Вадим Покровский: «Они умирают как ранние христиане: готовые сгореть на огне своей веры, лишь бы не отказываться от своих убеждений».
Из-за стигмы вокруг своего диагноза ВИЧ-положительные люди подвергаются дискриминации в самых разных проявлениях. Автор серии книг о Гарри Поттере Джоан Роулинг даже как-то призналась на встрече с читателями: ее персонаж Римус Люпин — лучший преподаватель в Хогвартсе и оборотень, вынужденный скрывать свой «стыдный» недуг, – это как раз метафора ВИЧ-инфекции в мире волшебников.
Роман Ледков: «Одни из родителей поставили чуть ли не ультиматум перед директором школы. Она меня отстояла, так как по закону я имею право работать в образовательных учреждениях. Родители эти забрали детей и ушли в другую школу. Но давление это все равно чувствовалось, косые взгляды… В конце концов, меня уволили из школы. Не напрямую, конечно».
Олег, ВИЧ-положительный: «ВИЧ-инфекция, когда она опасна? Тогда, когда о ней не знают и когда с ней ничего не делают. А так люди ведут здоровый образ жизни, рожают детей, вот, в частности, у меня родился сын без ВИЧ-инфекции».
«ВИЧ-инфицированные люди — это не изгои. Я борюсь со стигмой. Как и многие мои друзья и коллеги по „СПИД.ЦЕНТРу“»
Оксана Пушкина
депутат Госдумы, член попечительского совета Фонда «СПИД.ЦЕНТР»

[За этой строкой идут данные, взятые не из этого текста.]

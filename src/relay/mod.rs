pub mod packet;
pub mod zone_relay;
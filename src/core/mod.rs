pub mod block;
pub mod ledger;
pub mod miner;
pub mod transaction;
pub mod txpool;
//! Zone-to-zone packet relay with bounded redelivery.

use crate::relay::packet::Packet;
use crate::{info, warn};
use dashmap::DashMap;
use std::sync::Arc;
use std::time::Duration;
use thiserror::Error;

/// Default number of delivery attempts per packet, first try included.
pub const DEFAULT_RETRY_LIMIT: u32 = 3;
/// Default fixed pause between delivery attempts.
pub const DEFAULT_BACKOFF: Duration = Duration::from_millis(200);

#[derive(Debug, Error)]
pub enum RelayError {
    #[error("channel for zone {0} already exists")]
    ChannelExists(String),

    #[error("no channel for zone {0}")]
    ChannelMissing(String),

    #[error("no handler registered for zone {0}")]
    HandlerMissing(String),

    #[error("packet {0} carries a malformed payload")]
    MalformedPayload(String),

    #[error("packet {packet_id} dropped after {attempts} delivery attempts")]
    RetryLimitExceeded { packet_id: String, attempts: u32 },
}

/// Zone-specific packet processing, opaque to the relay. Installed per
/// destination zone; whatever the zone does with an accepted packet happens
/// here.
pub trait ZoneHandler: Send + Sync {
    fn handle(&self, packet: &Packet);
}

/// Queues and retries delivery of opaque packets between named zones.
///
/// Each registered zone owns one ordered backlog of packets awaiting
/// processing. Delivery into a missing channel is retried a fixed number of
/// times with a fixed backoff, then dropped and reported; nothing is queued
/// forever.
pub struct ZoneRelay {
    channels: DashMap<String, Vec<Packet>>,
    handlers: DashMap<String, Arc<dyn ZoneHandler>>,
    retry_limit: u32,
    backoff: Duration,
}

impl ZoneRelay {
    pub fn new(retry_limit: u32, backoff: Duration) -> Self {
        Self {
            channels: DashMap::new(),
            handlers: DashMap::new(),
            retry_limit: retry_limit.max(1),
            backoff,
        }
    }

    /// Registers an empty packet queue for a zone.
    ///
    /// Re-creating an existing channel is rejected, not silently accepted.
    pub fn create_channel(&self, zone: &str) -> Result<(), RelayError> {
        match self.channels.entry(zone.to_string()) {
            dashmap::mapref::entry::Entry::Occupied(_) => {
                Err(RelayError::ChannelExists(zone.to_string()))
            }
            dashmap::mapref::entry::Entry::Vacant(slot) => {
                slot.insert(Vec::new());
                info!("opened relay channel for zone {zone}");
                Ok(())
            }
        }
    }

    /// Installs the processing hook for a zone, replacing any previous one.
    pub fn register_handler(&self, zone: &str, handler: Arc<dyn ZoneHandler>) {
        self.handlers.insert(zone.to_string(), handler);
    }

    /// Attempts to deliver a packet to its destination zone's channel.
    ///
    /// Succeeds immediately when the channel exists. Otherwise retries up to
    /// the configured limit with a fixed backoff between attempts, covering
    /// channels created concurrently, then logs the drop and returns `false`.
    pub async fn send_packet(&self, packet: Packet) -> bool {
        let zone = packet.destination_zone().to_string();
        for attempt in 1..=self.retry_limit {
            if let Some(mut backlog) = self.channels.get_mut(&zone) {
                backlog.push(packet.clone());
                info!(
                    "queued packet {} for zone {zone} (attempt {attempt})",
                    packet.packet_id()
                );
                return true;
            }
            if attempt < self.retry_limit {
                tokio::time::sleep(self.backoff).await;
            }
        }

        warn!(
            "{}",
            RelayError::RetryLimitExceeded {
                packet_id: packet.packet_id().to_string(),
                attempts: self.retry_limit,
            }
        );
        false
    }

    /// Validates an inbound packet and hands it to the destination zone's
    /// hook.
    ///
    /// The payload must be a JSON object, array, or string; anything else
    /// (null, bare numbers, booleans) is malformed. Rejected packets are
    /// logged and dropped without being enqueued anywhere.
    pub fn receive_packet(&self, packet: &Packet) -> Result<(), RelayError> {
        let payload = packet.payload();
        if !(payload.is_object() || payload.is_array() || payload.is_string()) {
            let err = RelayError::MalformedPayload(packet.packet_id().to_string());
            warn!("{err}");
            return Err(err);
        }
        match self.handlers.get(packet.destination_zone()) {
            Some(handler) => {
                handler.handle(packet);
                Ok(())
            }
            None => {
                let err = RelayError::HandlerMissing(packet.destination_zone().to_string());
                warn!("{err}");
                Err(err)
            }
        }
    }

    /// Snapshot of a zone's backlog, oldest first.
    pub fn get_channel_packets(&self, zone: &str) -> Result<Vec<Packet>, RelayError> {
        self.channels
            .get(zone)
            .map(|backlog| backlog.clone())
            .ok_or_else(|| RelayError::ChannelMissing(zone.to_string()))
    }

    /// Empties a zone's backlog without closing the channel, typically after
    /// the zone has processed everything in it.
    pub fn clear_channel_packets(&self, zone: &str) -> Result<(), RelayError> {
        self.channels
            .get_mut(zone)
            .map(|mut backlog| backlog.clear())
            .ok_or_else(|| RelayError::ChannelMissing(zone.to_string()))
    }

    pub fn channel_count(&self) -> usize {
        self.channels.len()
    }
}

impl Default for ZoneRelay {
    fn default() -> Self {
        Self::new(DEFAULT_RETRY_LIMIT, DEFAULT_BACKOFF)
    }
}

#[cfg(test)]
mod tests {
    use super::*;
    use serde_json::json;
    use std::sync::atomic::{AtomicU32, Ordering};

    /// Counts packets handed to it.
    struct Counting(AtomicU32);

    impl ZoneHandler for Counting {
        fn handle(&self, _packet: &Packet) {
            self.0.fetch_add(1, Ordering::SeqCst);
        }
    }

    fn fast_relay() -> ZoneRelay {
        ZoneRelay::new(DEFAULT_RETRY_LIMIT, Duration::from_millis(10))
    }

    #[test]
    fn create_channel_rejects_duplicate() {
        let relay = fast_relay();
        relay.create_channel("zone-b").unwrap();
        assert!(matches!(
            relay.create_channel("zone-b"),
            Err(RelayError::ChannelExists(_))
        ));
        assert!(relay.create_channel("zone-c").is_ok());
    }

    #[tokio::test]
    async fn send_queues_onto_existing_channel() {
        let relay = fast_relay();
        relay.create_channel("zone-b").unwrap();

        let packet = Packet::new("zone-a", "zone-b", json!({"transfer": 5}));
        assert!(relay.send_packet(packet.clone()).await);

        let backlog = relay.get_channel_packets("zone-b").unwrap();
        assert_eq!(backlog.len(), 1);
        assert_eq!(backlog[0].packet_id(), packet.packet_id());
    }

    #[tokio::test]
    async fn send_preserves_arrival_order() {
        let relay = fast_relay();
        relay.create_channel("zone-b").unwrap();

        let first = Packet::new("zone-a", "zone-b", json!(1));
        let second = Packet::new("zone-a", "zone-b", json!(2));
        relay.send_packet(first.clone()).await;
        relay.send_packet(second.clone()).await;

        let backlog = relay.get_channel_packets("zone-b").unwrap();
        let ids: Vec<&str> = backlog.iter().map(|p| p.packet_id()).collect();
        assert_eq!(ids, vec![first.packet_id(), second.packet_id()]);
    }

    #[tokio::test]
    async fn send_to_unregistered_zone_exhausts_retries() {
        let relay = fast_relay();
        relay.create_channel("zone-b").unwrap();

        let start = std::time::Instant::now();
        let delivered = relay
            .send_packet(Packet::new("zone-a", "zone-nowhere", json!(1)))
            .await;

        assert!(!delivered);
        // Two backoffs between three attempts.
        assert!(start.elapsed() >= Duration::from_millis(20));
        // No backlog anywhere picked up the dropped packet.
        assert!(relay.get_channel_packets("zone-b").unwrap().is_empty());
        assert!(matches!(
            relay.get_channel_packets("zone-nowhere"),
            Err(RelayError::ChannelMissing(_))
        ));
    }

    #[tokio::test]
    async fn send_succeeds_once_channel_appears() {
        let relay = Arc::new(fast_relay());
        let relay_for_creator = Arc::clone(&relay);
        let creator = tokio::spawn(async move {
            tokio::time::sleep(Duration::from_millis(5)).await;
            relay_for_creator.create_channel("zone-late").unwrap();
        });

        let delivered = relay
            .send_packet(Packet::new("zone-a", "zone-late", json!(1)))
            .await;
        creator.await.unwrap();

        assert!(delivered);
        assert_eq!(relay.get_channel_packets("zone-late").unwrap().len(), 1);
    }

    #[test]
    fn receive_dispatches_to_handler() {
        let relay = fast_relay();
        let handler = Arc::new(Counting(AtomicU32::new(0)));
        relay.register_handler("zone-b", Arc::clone(&handler) as Arc<dyn ZoneHandler>);

        assert!(relay
            .receive_packet(&Packet::new("zone-a", "zone-b", json!({"k": 1})))
            .is_ok());
        assert_eq!(handler.0.load(Ordering::SeqCst), 1);
    }

    #[test]
    fn receive_rejects_malformed_payloads() {
        let relay = fast_relay();
        let handler = Arc::new(Counting(AtomicU32::new(0)));
        relay.register_handler("zone-b", Arc::clone(&handler) as Arc<dyn ZoneHandler>);

        for payload in [json!(null), json!(42), json!(true)] {
            assert!(matches!(
                relay.receive_packet(&Packet::new("zone-a", "zone-b", payload)),
                Err(RelayError::MalformedPayload(_))
            ));
        }
        assert_eq!(handler.0.load(Ordering::SeqCst), 0);

        // Objects, arrays, and strings all pass the shape check.
        for payload in [json!({"k": 1}), json!([1, 2]), json!("ping")] {
            assert!(relay
                .receive_packet(&Packet::new("zone-a", "zone-b", payload))
                .is_ok());
        }
        assert_eq!(handler.0.load(Ordering::SeqCst), 3);
    }

    #[test]
    fn receive_without_handler_drops_packet() {
        let relay = fast_relay();
        relay.create_channel("zone-b").unwrap();

        assert!(matches!(
            relay.receive_packet(&Packet::new("zone-a", "zone-b", json!("ping"))),
            Err(RelayError::HandlerMissing(_))
        ));
        assert!(relay.get_channel_packets("zone-b").unwrap().is_empty());
    }

    #[tokio::test]
    async fn clear_resets_backlog_but_keeps_channel() {
        let relay = fast_relay();
        relay.create_channel("zone-b").unwrap();
        relay.send_packet(Packet::new("zone-a", "zone-b", json!(1))).await;

        relay.clear_channel_packets("zone-b").unwrap();
        assert!(relay.get_channel_packets("zone-b").unwrap().is_empty());
        assert!(relay.send_packet(Packet::new("zone-a", "zone-b", json!(2))).await);
    }

    #[test]
    fn missing_channel_errors() {
        let relay = fast_relay();
        assert!(matches!(
            relay.get_channel_packets("zone-x"),
            Err(RelayError::ChannelMissing(_))
        ));
        assert!(matches!(
            relay.clear_channel_packets("zone-x"),
            Err(RelayError::ChannelMissing(_))
        ));
    }
}
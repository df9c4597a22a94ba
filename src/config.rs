//! Node configuration.

use crate::relay::zone_relay::{DEFAULT_BACKOFF, DEFAULT_RETRY_LIMIT};
use std::net::SocketAddr;
use std::time::Duration;
use thiserror::Error;

pub const DEFAULT_DIFFICULTY: usize = 4;
pub const DEFAULT_HEARTBEAT_INTERVAL: Duration = Duration::from_secs(10);
pub const DEFAULT_ZONE: &str = "local";

#[derive(Debug, Error)]
pub enum ConfigError {
    #[error("invalid shared key: expected 64 hex characters, got {0}")]
    InvalidKey(String),
}

/// Everything a node needs to come up, resolved before anything is spawned.
#[derive(Debug, Clone)]
pub struct NodeConfig {
    pub listen_addr: SocketAddr,
    pub seed_peers: Vec<SocketAddr>,
    pub difficulty: usize,
    pub heartbeat_interval: Duration,
    /// Name this node's relay channel is created under.
    pub zone: String,
    pub relay_retry_limit: u32,
    pub relay_backoff: Duration,
    /// Zone-wide symmetric key sealing all peer traffic.
    pub shared_key: [u8; 32],
    pub mine: bool,
}

impl NodeConfig {
    pub fn new(listen_addr: SocketAddr) -> Self {
        Self {
            listen_addr,
            seed_peers: Vec::new(),
            difficulty: DEFAULT_DIFFICULTY,
            heartbeat_interval: DEFAULT_HEARTBEAT_INTERVAL,
            zone: DEFAULT_ZONE.to_string(),
            relay_retry_limit: DEFAULT_RETRY_LIMIT,
            relay_backoff: DEFAULT_BACKOFF,
            shared_key: [0u8; 32],
            mine: false,
        }
    }

    /// Parses a 64-character hex string into the shared key.
    pub fn parse_shared_key(hex_key: &str) -> Result<[u8; 32], ConfigError> {
        let bytes = hex::decode(hex_key).map_err(|_| ConfigError::InvalidKey(hex_key.into()))?;
        bytes
            .try_into()
            .map_err(|_| ConfigError::InvalidKey(hex_key.into()))
    }
}
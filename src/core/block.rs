//! Hash-chained blocks.

use crate::core::transaction::Transaction;
use crate::types::hash::Hash;
use serde::{Deserialize, Serialize};
use std::time::{SystemTime, UNIX_EPOCH};

/// One block in the chain: a snapshot of the pool committed under a
/// proof-of-work nonce.
///
/// Fields are private and fixed at construction, then the content hash is
/// taken over them; blocks are append-only and never mutated afterwards.
/// Deserialized blocks carry a claimed hash that must be re-checked with
/// [`verify_hash`](Block::verify_hash) before the block is trusted.
#[derive(Debug, Clone, PartialEq, Eq, Serialize, Deserialize)]
pub struct Block {
    index: u64,
    previous_hash: Hash,
    timestamp: u64,
    transactions: Vec<Transaction>,
    nonce: u64,
    hash: Hash,
}

impl Block {
    /// Creates a block and seals it with its content hash.
    ///
    /// The timestamp is taken here, before hashing, so every hashed field is
    /// fixed when the hash is computed.
    pub fn new(
        index: u64,
        previous_hash: Hash,
        transactions: Vec<Transaction>,
        nonce: u64,
    ) -> Self {
        let timestamp = SystemTime::now()
            .duration_since(UNIX_EPOCH)
            .map(|d| d.as_secs())
            .unwrap_or(0);

        let hash = Self::compute_hash(index, &previous_hash, timestamp, &transactions, nonce);
        Self {
            index,
            previous_hash,
            timestamp,
            transactions,
            nonce,
            hash,
        }
    }

    /// Builds the genesis block: index 1, zero previous hash, no
    /// transactions, nonce 0.
    pub fn genesis() -> Self {
        Self::new(1, Hash::zero(), Vec::new(), 0)
    }

    /// Block height; the genesis block is index 1.
    pub fn index(&self) -> u64 {
        self.index
    }

    /// Hash of the preceding block ([`Hash::zero`] for genesis).
    pub fn previous_hash(&self) -> Hash {
        self.previous_hash
    }

    /// Creation time in seconds since the Unix epoch.
    pub fn timestamp(&self) -> u64 {
        self.timestamp
    }

    /// Transactions committed by this block.
    pub fn transactions(&self) -> &[Transaction] {
        &self.transactions
    }

    /// Proof-of-work nonce found by the miner.
    pub fn nonce(&self) -> u64 {
        self.nonce
    }

    /// Content hash sealed at construction.
    pub fn hash(&self) -> Hash {
        self.hash
    }

    /// Recomputes the content hash and compares it to the sealed one.
    ///
    /// Fails for blocks whose wire record was tampered with in transit.
    pub fn verify_hash(&self) -> bool {
        self.hash
            == Self::compute_hash(
                self.index,
                &self.previous_hash,
                self.timestamp,
                &self.transactions,
                self.nonce,
            )
    }

    /// Domain-separated hash over all block fields except the hash itself.
    ///
    /// Transactions contribute through their own content hashes, keeping the
    /// computation independent of the wire encoding.
    fn compute_hash(
        index: u64,
        previous_hash: &Hash,
        timestamp: u64,
        transactions: &[Transaction],
        nonce: u64,
    ) -> Hash {
        let mut h = Hash::sha3();
        h.update(b"ZONE_BLOCK");
        h.update(&index.to_le_bytes());
        h.update(previous_hash.as_slice());
        h.update(&timestamp.to_le_bytes());
        for tx in transactions {
            h.update(tx.hash().as_slice());
        }
        h.update(&nonce.to_le_bytes());
        h.finalize()
    }
}

#[cfg(test)]
mod tests {
    use super::*;
    use crate::crypto::key_pair::{Address, PrivateKey};

    fn new_tx(amount: u64) -> Transaction {
        Transaction::new(Address::zero(), amount, &PrivateKey::new()).unwrap()
    }

    #[test]
    fn genesis_has_fixed_shape() {
        let genesis = Block::genesis();
        assert_eq!(genesis.index(), 1);
        assert_eq!(genesis.previous_hash(), Hash::zero());
        assert!(genesis.transactions().is_empty());
        assert_eq!(genesis.nonce(), 0);
        assert!(genesis.verify_hash());
    }

    #[test]
    fn hash_covers_all_fields() {
        let tx = new_tx(5);
        let parent = Hash::sha3().chain(b"parent").finalize();

        let block = Block::new(2, parent, vec![tx.clone()], 42);
        let different_nonce = Block::new(2, parent, vec![tx.clone()], 43);
        let different_index = Block::new(3, parent, vec![tx], 42);

        assert_ne!(block.hash(), different_nonce.hash());
        assert_ne!(block.hash(), different_index.hash());
    }

    #[test]
    fn verify_hash_accepts_untouched_block() {
        let block = Block::new(2, Hash::zero(), vec![new_tx(1)], 7);
        assert!(block.verify_hash());
    }

    #[test]
    fn verify_hash_rejects_tampered_record() {
        let block = Block::new(2, Hash::zero(), vec![new_tx(1)], 7);

        let mut value = serde_json::to_value(&block).unwrap();
        value["nonce"] = serde_json::json!(8);
        let tampered: Block = serde_json::from_value(value).unwrap();

        assert!(!tampered.verify_hash());
    }

    #[test]
    fn serde_roundtrip_preserves_hash() {
        let block = Block::new(2, Hash::zero(), vec![new_tx(3), new_tx(4)], 11);
        let json = serde_json::to_string(&block).unwrap();
        let back: Block = serde_json::from_str(&json).unwrap();

        assert_eq!(back, block);
        assert!(back.verify_hash());
    }

    #[test]
    fn record_carries_external_field_names() {
        let block = Block::genesis();
        let value: serde_json::Value = serde_json::to_value(&block).unwrap();
        for field in [
            "index",
            "previous_hash",
            "timestamp",
            "transactions",
            "nonce",
            "hash",
        ] {
            assert!(value.get(field).is_some(), "missing field {field}");
        }
    }
}
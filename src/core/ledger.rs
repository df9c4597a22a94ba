//! Append-only hash-chained ledger with proof-of-work acceptance.

use crate::core::block::Block;
use crate::core::transaction::Transaction;
use crate::types::hash::Hash;
use crate::{info, warn};
use thiserror::Error;

/// Chain-level failures.
#[derive(Debug, Error)]
pub enum ChainError {
    /// An append raced with another writer: the supplied previous hash no
    /// longer matches the tip. The losing writer retries against the new tip.
    #[error("chain mismatch: expected previous hash {expected}, got {got}")]
    ChainMismatch { expected: Hash, got: Hash },

    /// A received block failed structural validation (bad hash, bad index, or
    /// an unsatisfied proof-of-work).
    #[error("invalid block at index {0}")]
    InvalidBlock(u64),
}

/// The sole proof-of-work acceptance predicate.
///
/// Hashes the concatenation of the tip nonce and the candidate nonce and
/// accepts iff the first `difficulty` hex digits of the digest are zero. Pure
/// and side-effect free, so miner and validators always agree. Note that the
/// proof binds only the nonce pair, not the block body.
pub fn valid_proof(previous_nonce: u64, nonce: u64, difficulty: usize) -> bool {
    let digest = Hash::sha3()
        .chain(b"ZONE_PROOF")
        .chain(&previous_nonce.to_le_bytes())
        .chain(&nonce.to_le_bytes())
        .finalize();
    digest.leading_zero_hex_digits() >= difficulty
}

/// Ordered, non-empty sequence of hash-chained blocks.
///
/// The ledger exclusively owns its blocks; once appended they are never
/// mutated or handed out by mutable reference. All tip mutations go through a
/// single `&mut self` writer, so callers serialize appends with whatever lock
/// wraps the ledger.
pub struct Ledger {
    blocks: Vec<Block>,
    difficulty: usize,
}

impl Ledger {
    /// Creates a ledger holding only the genesis block.
    pub fn genesis(difficulty: usize) -> Self {
        Self {
            blocks: vec![Block::genesis()],
            difficulty,
        }
    }

    /// Number of leading zero hex digits a proof hash must show.
    pub fn difficulty(&self) -> usize {
        self.difficulty
    }

    /// The current tip block. The chain is never empty.
    pub fn tip(&self) -> &Block {
        self.blocks.last().expect("ledger always holds genesis")
    }

    /// Number of blocks including genesis.
    pub fn len(&self) -> usize {
        self.blocks.len()
    }

    pub fn is_empty(&self) -> bool {
        false
    }

    /// All blocks in chain order.
    pub fn blocks(&self) -> &[Block] {
        &self.blocks
    }

    /// Appends a freshly mined block referencing `previous_hash`.
    ///
    /// Fails with [`ChainError::ChainMismatch`] when `previous_hash` is not
    /// the current tip hash, which happens when a competing block landed
    /// first. The caller retries against the refreshed tip.
    pub fn append(
        &mut self,
        nonce: u64,
        transactions: Vec<Transaction>,
        previous_hash: Hash,
    ) -> Result<Block, ChainError> {
        let tip_hash = self.tip().hash();
        if previous_hash != tip_hash {
            return Err(ChainError::ChainMismatch {
                expected: tip_hash,
                got: previous_hash,
            });
        }

        let block = Block::new(self.tip().index() + 1, previous_hash, transactions, nonce);
        info!(
            "appending block: index={} hash={} transactions={}",
            block.index(),
            block.hash(),
            block.transactions().len()
        );
        self.blocks.push(block.clone());
        Ok(block)
    }

    /// Ingests a complete block received from a peer.
    ///
    /// Checks linkage against the tip, sequential index, intact content hash,
    /// and the proof-of-work before appending. A stale or malformed block is
    /// rejected without touching the chain.
    pub fn ingest(&mut self, block: Block) -> Result<(), ChainError> {
        let tip = self.tip();
        if block.previous_hash() != tip.hash() {
            return Err(ChainError::ChainMismatch {
                expected: tip.hash(),
                got: block.previous_hash(),
            });
        }
        if block.index() != tip.index() + 1
            || !block.verify_hash()
            || !valid_proof(tip.nonce(), block.nonce(), self.difficulty)
        {
            return Err(ChainError::InvalidBlock(block.index()));
        }

        info!(
            "ingesting block from peer: index={} hash={}",
            block.index(),
            block.hash()
        );
        self.blocks.push(block);
        Ok(())
    }

    /// Walks the full chain and confirms every adjacency link and every
    /// block's own content hash.
    ///
    /// Used after receiving a full chain from a peer to decide acceptance.
    pub fn is_chain_valid(&self) -> bool {
        Self::blocks_are_valid(&self.blocks)
    }

    /// Replaces the chain with a longer valid candidate received from a peer.
    ///
    /// Returns `true` when adopted. Shorter-or-equal candidates, broken
    /// chains, and candidates with unsatisfied proofs are refused; this is
    /// longest-valid-chain only, with no fork-choice beyond it.
    pub fn try_adopt(&mut self, candidate: Vec<Block>) -> bool {
        if candidate.len() <= self.blocks.len() {
            return false;
        }
        if !Self::blocks_are_valid(&candidate) {
            warn!("refusing peer chain: broken hash links");
            return false;
        }
        for pair in candidate.windows(2) {
            if !valid_proof(pair[0].nonce(), pair[1].nonce(), self.difficulty) {
                warn!(
                    "refusing peer chain: proof fails at index {}",
                    pair[1].index()
                );
                return false;
            }
        }

        info!(
            "adopting peer chain: {} -> {} blocks",
            self.blocks.len(),
            candidate.len()
        );
        self.blocks = candidate;
        true
    }

    fn blocks_are_valid(blocks: &[Block]) -> bool {
        let Some(genesis) = blocks.first() else {
            return false;
        };
        if genesis.index() != 1 || genesis.previous_hash() != Hash::zero() {
            return false;
        }

        for (i, block) in blocks.iter().enumerate() {
            if !block.verify_hash() {
                return false;
            }
            if i > 0 {
                let parent = &blocks[i - 1];
                if block.previous_hash() != parent.hash() || block.index() != parent.index() + 1 {
                    return false;
                }
            }
        }
        true
    }
}
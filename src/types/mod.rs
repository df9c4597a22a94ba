//! Primitive types shared across the node.
//!
//! - [`hash`]: fixed-size SHA3-256 content hashes and the incremental builder

pub mod hash;
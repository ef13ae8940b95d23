//! Mouse interaction system for the sandbox.
//!
//! Clickable regions are registered into a [`HitAreaRegistry`] during
//! rendering; the event loop hit-tests mouse events against the registry and
//! dispatches the resulting [`ClickAction`] through [`handle_click_action`].

pub mod click_handler;
pub mod hit_area;

pub use click_handler::handle_click_action;
pub use hit_area::{ClickAction, HitArea, HitAreaRegistry};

Несмотря на то что вакцину или «окончательное» лекарство от ВИЧ ищут одновременно в десятках лабораторий по всему миру, а на исследования выделяют миллиарды долларов, никто пока не может с уверенностью сказать, достижима ли эта цель в принципе. Однако для победы над глобальной эпидемией это необязательно: эксперты говорят, что совершенствуя нынешние препараты, ученые рано или поздно научатся подавлять вирус настолько, что пожизненная ремиссия будет гарантирована даже без приема таблеток.
Но в таких странах, как Россия, пациенты и люди вокруг них сначала должны научиться принимать болезнь, не считать ее небесной карой и не осуждать.